Соколов посмотрел на приезжего учителя спокойно и сказал:

– Очень рад, что приехали. Такие люди, как вы, нам нужны. Большая у вас семья? Квартира нужна или комната?

Учитель рисования смутился:

– Я один.

Соколов продолжал:

– Значит, комната? Отлично. Через десять дней сдаем новые дома – одна из комнат там – ваша. А пока, чтобы чемодан не лежал в машине, снимите ненадолго комнату у каких-нибудь пенсионеров, у нас это нетрудно.

История кончилась тем, что учитель рисования стал работать в школе, поселился где-то по соседству у старичков-пенсионеров и от комнаты в новом доме отказался: «Что, говорит, я там делать буду: дрова самому заготовлять, печь самому топить, стряпать самому.

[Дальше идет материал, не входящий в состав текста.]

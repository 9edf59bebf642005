//! Cartkit JSON API Server

use std::process;

use salvo::{
    affix_state::inject,
    oapi::{OpenApi, swagger_ui::SwaggerUi},
    prelude::*,
    trailing_slash::remove_slash,
};
use tracing::{error, info};

use cartkit_app::context::AppContext;

use crate::{
    config::ServerConfig,
    observability::{Observability, RequestLoggingSettings, request_logging},
    router::app_router,
    state::State,
};

#[cfg(not(target_env = "msvc"))]
use tikv_jemallocator::Jemalloc;

#[cfg(not(target_env = "msvc"))]
#[global_allocator]
static GLOBAL: Jemalloc = Jemalloc;

mod cart_taxes;
mod config;
mod delivery_groups;
mod extensions;
mod healthcheck;
mod observability;
mod router;
mod shutdown;
mod state;
#[cfg(test)]
mod test_helpers;
mod validation;

/// Cartkit JSON API Server entry point
#[tokio::main]
pub async fn main() {
    // Load configuration from .env and CLI arguments
    let config = ServerConfig::load().unwrap_or_else(|e| {
        #[expect(
            clippy::print_stderr,
            reason = "logging not initialized yet, must use eprintln for config errors"
        )]
        {
            eprintln!("Configuration error: {e}");
        }

        process::exit(1);
    });

    let observability = Observability::init(&config).unwrap_or_else(|e| {
        #[expect(
            clippy::print_stderr,
            reason = "logging failed to initialize, must use eprintln"
        )]
        {
            eprintln!("Observability error: {e}");
        }

        process::exit(1);
    });

    let addr = config.socket_addr();

    info!("Starting server on {addr}");

    // Bind server
    let listener = TcpListener::new(addr).bind().await;

    let app = match AppContext::from_database_url(&config.database.database_url).await {
        Ok(app) => app,
        Err(init_error) => {
            error!("failed to initialize app context: {init_error}");

            observability.shutdown();

            process::exit(1);
        }
    };

    let router = Router::new()
        .hoop(CatchPanic::new())
        .hoop(remove_slash())
        .hoop(inject(RequestLoggingSettings::from_config(&config)))
        .hoop(request_logging)
        .hoop(inject(State::from_app_context(app)))
        .push(Router::with_path("healthcheck").get(healthcheck::handler))
        .push(app_router());

    let doc = OpenApi::new("Cartkit API", env!("CARGO_PKG_VERSION")).merge_router(&router);

    let router = router
        .push(doc.into_router("/api-doc/openapi.json"))
        .push(SwaggerUi::new("/api-doc/openapi.json").into_router("docs"));

    let server = Server::new(listener);

    let handle = server.handle();

    // Listen for shutdown signal
    tokio::spawn(async move {
        if let Err(error) = shutdown::listen(handle).await {
            error!("failed to listen for shutdown signal: {error}");
        }
    });

    // Start serving requests
    server.serve(router).await;

    observability.shutdown();
}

А тут как у Христа за пазухой».

Секретарь райкома часто потом встречал его на собраниях и конференциях и иногда шутя спрашивал:

– Квартира еще не нужна?

И оба они смеялись.

А ведь мог бы рассказать Иван Григорьевич Соколов, как сам он приехал в Тотьму, и как пришлось ему довольно долго ночевать в служебном кабинете на райкомовском клеенчатом диване.

Одиннадцать лет летчик-истребитель капитан Соколов исполнял не очень-то легкую и безопасную работу. Сражался на Халхин-Голе, участвовал в боях на 3-м Белорусском и 1-м Украинском фронтах Великой Отечественной войны, помогал освобождать от гитлеровцев Варшаву и Вену, Будапешт и Белград, был ранен, не раз лежал в госпитале. И сейчас, если ветер отбросит прядь волос со лба, виден большой шрам. А после демобилизации Иван Григорьевич Соколов, повидавший блеск западных столиц и испытавший удобства больших городов, всё-таки вернулся в родную Вологодчину.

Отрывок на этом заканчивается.